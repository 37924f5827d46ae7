//! Per-type step behaviour.
//!
//! Every supported step type is a variant of [`ActionVariant`]. The variant
//! decides which handles a node exposes, which inputs the configuration form
//! shows, how those inputs map onto the step's `name` and `config`, and what a
//! freshly inserted step of that type looks like.
//!
//! All operations are pure: they borrow an [`Action`] and return new values.

use crate::error::EditError;
use crate::handle::{Handle, HandleSide};
use crate::input::{InputSchema, InputType, Inputs};
use crate::projection::VisualEdge;
use crate::toolbar::ToolbarNode;
use flowcanvas_core::{ActionId, Clock, IdGenerator};
use flowcanvas_workflow::{
    ABORT_BRANCH, Action, ActionType, CONTINUE_BRANCH, DEFAULT_EXIT_REASON, OnErrorBehavior,
    condition_branch, condition_index,
};
use serde_json::{Value as JsonValue, json};
use std::collections::BTreeSet;

const DEFAULT_DELAY_DURATION: &str = "1h";
const NEW_DELAY_DURATION: &str = "15s";
const NEW_MAX_WAIT_DURATION: &str = "300s";

/// A step type the editor knows how to render and edit.
#[derive(Debug, Clone, Copy, PartialEq, Eq, Hash)]
pub enum ActionVariant {
    Trigger,
    Exit,
    Message,
    Delay,
    WaitUntilCondition,
    ConditionalBranch,
}

impl ActionVariant {
    /// Resolves the variant for a step type.
    ///
    /// # Errors
    ///
    /// `NotImplemented` for `function`, `UnsupportedActionType` for any type
    /// string this version does not recognise.
    pub fn for_type(action_type: &ActionType) -> Result<Self, EditError> {
        match action_type {
            ActionType::Trigger => Ok(Self::Trigger),
            ActionType::Exit => Ok(Self::Exit),
            ActionType::Message => Ok(Self::Message),
            ActionType::Delay => Ok(Self::Delay),
            ActionType::WaitUntilCondition => Ok(Self::WaitUntilCondition),
            ActionType::ConditionalBranch => Ok(Self::ConditionalBranch),
            ActionType::Function => Err(EditError::NotImplemented {
                action_type: action_type.to_string(),
            }),
            ActionType::Unknown(other) => Err(EditError::UnsupportedActionType {
                action_type: other.clone(),
            }),
        }
    }

    /// Resolves the variant of an existing step.
    ///
    /// # Errors
    ///
    /// See [`ActionVariant::for_type`].
    pub fn of(action: &Action) -> Result<Self, EditError> {
        Self::for_type(&action.action_type)
    }

    #[must_use]
    pub fn action_type(self) -> ActionType {
        match self {
            Self::Trigger => ActionType::Trigger,
            Self::Exit => ActionType::Exit,
            Self::Message => ActionType::Message,
            Self::Delay => ActionType::Delay,
            Self::WaitUntilCondition => ActionType::WaitUntilCondition,
            Self::ConditionalBranch => ActionType::ConditionalBranch,
        }
    }

    /// Trigger and exit anchor the workflow and cannot be removed.
    #[must_use]
    pub fn is_deletable(self) -> bool {
        !matches!(self, Self::Trigger | Self::Exit)
    }

    /// Connection points of `action`, in render order.
    #[must_use]
    pub fn handles(self, action: &Action) -> Vec<Handle> {
        let id = &action.id;
        match self {
            Self::Trigger => vec![Handle::source(CONTINUE_BRANCH, id, HandleSide::Bottom)],
            Self::Exit => vec![Handle::target(id)],
            Self::Message | Self::Delay => vec![
                Handle::target(id),
                Handle::source(CONTINUE_BRANCH, id, HandleSide::Bottom),
            ],
            Self::WaitUntilCondition => vec![
                Handle::target(id),
                Handle::source(CONTINUE_BRANCH, id, HandleSide::Left),
                Handle::source(ABORT_BRANCH, id, HandleSide::Right),
            ],
            Self::ConditionalBranch => {
                let mut handles = vec![Handle::target(id)];
                handles.extend(condition_indices(action).into_iter().map(|index| {
                    Handle::source(&condition_branch(index), id, HandleSide::Left)
                }));
                handles.push(Handle::source(CONTINUE_BRANCH, id, HandleSide::Right));
                handles
            }
        }
    }

    /// Editable inputs for steps of this type.
    #[must_use]
    pub fn inputs_schema(self) -> Vec<InputSchema> {
        let name = || InputSchema::new("name", "Name", InputType::String, false);
        match self {
            Self::Trigger => Vec::new(),
            Self::Exit => vec![
                InputSchema::new("reason", "Exit reason", InputType::String, false)
                    .with_default(json!(DEFAULT_EXIT_REASON))
                    .with_description("The reason for exiting the workflow"),
            ],
            Self::Message => vec![
                name(),
                InputSchema::new("email", "Email", InputType::Email, true),
            ],
            Self::Delay => vec![
                name(),
                InputSchema::new("duration", "Duration", InputType::String, true),
            ],
            Self::WaitUntilCondition => vec![
                name(),
                InputSchema::new("max_wait_duration", "Max wait duration", InputType::String, false)
                    .with_default(json!(NEW_MAX_WAIT_DURATION)),
            ],
            Self::ConditionalBranch => vec![name()],
        }
    }

    /// Current input values, with type defaults for anything unset.
    #[must_use]
    pub fn inputs(self, action: &Action) -> Inputs {
        let name = || ("name".to_string(), json!(action.name));
        let string_or = |pointer: &str, fallback: &str| {
            action
                .config_value(pointer)
                .filter(|value| !value.is_null())
                .cloned()
                .unwrap_or_else(|| json!(fallback))
        };

        match self {
            Self::Trigger => Inputs::new(),
            Self::Exit => Inputs::from([(
                "reason".to_string(),
                string_or("/reason", DEFAULT_EXIT_REASON),
            )]),
            Self::Message => Inputs::from([
                name(),
                (
                    "email".to_string(),
                    action
                        .config_value("/message/value")
                        .filter(|value| !value.is_null())
                        .cloned()
                        .unwrap_or_else(new_email_template),
                ),
            ]),
            Self::Delay => Inputs::from([
                name(),
                (
                    "duration".to_string(),
                    string_or("/delay_duration", DEFAULT_DELAY_DURATION),
                ),
            ]),
            Self::WaitUntilCondition => Inputs::from([
                name(),
                (
                    "max_wait_duration".to_string(),
                    string_or("/max_wait_duration", NEW_MAX_WAIT_DURATION),
                ),
            ]),
            Self::ConditionalBranch => Inputs::from([name()]),
        }
    }

    /// Returns a copy of `action` with input `key` set to `value`.
    ///
    /// # Errors
    ///
    /// `UnsupportedInputKey` when `key` is not in this type's schema,
    /// `InvalidInputValue` when `value` has the wrong JSON shape.
    pub fn set_input(self, action: &Action, key: &str, value: JsonValue) -> Result<Action, EditError> {
        if !self.inputs_schema().iter().any(|schema| schema.key == key) {
            return Err(EditError::UnsupportedInputKey {
                action_type: self.action_type().to_string(),
                key: key.to_string(),
            });
        }

        let mut updated = action.clone();
        match (self, key) {
            (_, "name") => updated.name = expect_string(key, value)?,
            (Self::Exit, "reason") => {
                updated.set_config_value(&["reason"], json!(expect_string(key, value)?));
            }
            (Self::Message, "email") => {
                if !value.is_object() {
                    return Err(EditError::InvalidInputValue {
                        key: key.to_string(),
                        expected: "object",
                    });
                }
                updated.set_config_value(&["message", "value"], value);
            }
            (Self::Delay, "duration") => {
                updated.set_config_value(&["delay_duration"], json!(expect_string(key, value)?));
            }
            (Self::WaitUntilCondition, "max_wait_duration") => {
                updated.set_config_value(&["max_wait_duration"], json!(expect_string(key, value)?));
            }
            _ => {
                return Err(EditError::UnsupportedInputKey {
                    action_type: self.action_type().to_string(),
                    key: key.to_string(),
                });
            }
        }
        Ok(updated)
    }

    /// Builds a fresh step of this type whose branches all lead to `target`.
    ///
    /// # Errors
    ///
    /// `UnsupportedActionType` for trigger and exit, which the toolbar never
    /// offers.
    pub fn new_action(
        self,
        target: &ActionId,
        ids: &dyn IdGenerator,
        clock: &dyn Clock,
    ) -> Result<Action, EditError> {
        let action_type = self.action_type();
        let id = ActionId::for_action_type(action_type.as_str(), ids);

        let action = match self {
            Self::Trigger | Self::Exit => {
                return Err(EditError::UnsupportedActionType {
                    action_type: action_type.to_string(),
                });
            }
            Self::Message => Action::new(id, action_type, "Message")
                .with_config(json!({
                    "message": { "value": new_email_template() },
                    "channel": "email",
                }))
                .with_next(CONTINUE_BRANCH, target.clone(), None),
            Self::Delay => Action::new(id, action_type, "Wait")
                .with_config(json!({ "delay_duration": NEW_DELAY_DURATION }))
                .with_next(CONTINUE_BRANCH, target.clone(), None),
            Self::WaitUntilCondition => Action::new(id, action_type, "Wait until...")
                .with_config(json!({
                    "condition": { "filter": null },
                    "max_wait_duration": NEW_MAX_WAIT_DURATION,
                }))
                .with_next(CONTINUE_BRANCH, target.clone(), None),
            Self::ConditionalBranch => Action::new(id, action_type, "Conditional")
                .with_config(json!({ "conditions": [] }))
                .with_next(condition_branch(0), target.clone(), Some("Match condition 1"))
                .with_next(CONTINUE_BRANCH, target.clone(), Some("No match")),
        };

        let now = clock.now_millis();
        Ok(Action {
            description: Some(Some(String::new())),
            on_error: Some(Some(OnErrorBehavior::Continue)),
            created_at: now,
            updated_at: now,
            ..action
        })
    }
}

/// Indices of a conditional step's conditions: every entry of
/// `config.conditions` plus any `condition_N` branch already wired up.
fn condition_indices(action: &Action) -> BTreeSet<usize> {
    let configured = action
        .config_value("/conditions")
        .and_then(JsonValue::as_array)
        .map_or(0, Vec::len);

    (0..configured)
        .chain(
            action
                .next_actions
                .iter()
                .filter_map(|(branch, _)| condition_index(branch)),
        )
        .collect()
}

fn expect_string(key: &str, value: JsonValue) -> Result<String, EditError> {
    match value {
        JsonValue::String(s) => Ok(s),
        _ => Err(EditError::InvalidInputValue {
            key: key.to_string(),
            expected: "string",
        }),
    }
}

/// The blank email template new message steps start from.
#[must_use]
pub fn new_email_template() -> JsonValue {
    json!({
        "subject": "",
        "text": "",
        "html": "",
        "design": null,
    })
}

/// Handles of `action`.
///
/// # Errors
///
/// Fails if the step type has no variant.
pub fn handles(action: &Action) -> Result<Vec<Handle>, EditError> {
    Ok(ActionVariant::of(action)?.handles(action))
}

/// Input schema of `action`.
///
/// # Errors
///
/// Fails if the step type has no variant.
pub fn inputs_schema(action: &Action) -> Result<Vec<InputSchema>, EditError> {
    Ok(ActionVariant::of(action)?.inputs_schema())
}

/// Current inputs of `action`.
///
/// # Errors
///
/// Fails if the step type has no variant.
pub fn inputs(action: &Action) -> Result<Inputs, EditError> {
    Ok(ActionVariant::of(action)?.inputs(action))
}

/// Returns a copy of `action` with one input changed.
///
/// # Errors
///
/// Fails if the step type has no variant or the key/value is rejected.
pub fn set_input(action: &Action, key: &str, value: JsonValue) -> Result<Action, EditError> {
    ActionVariant::of(action)?.set_input(action, key, value)
}

/// Builds the step a toolbar item creates when dropped onto `edge`.
///
/// The new step's branches point at the edge's current target.
///
/// # Errors
///
/// Fails if the toolbar item's type cannot be inserted.
pub fn from_toolbar_node(
    toolbar: &ToolbarNode,
    edge: &VisualEdge,
    ids: &dyn IdGenerator,
    clock: &dyn Clock,
) -> Result<Action, EditError> {
    ActionVariant::for_type(&toolbar.action_type)?.new_action(&edge.target, ids, clock)
}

───

What to do:
In the listing above, locate each line with "onto" and copy it.

Answer section:
//! shows, how those inputs map onto the step's `name` and `config`, and what a
/// Builds the step a toolbar item creates when dropped onto `edge`.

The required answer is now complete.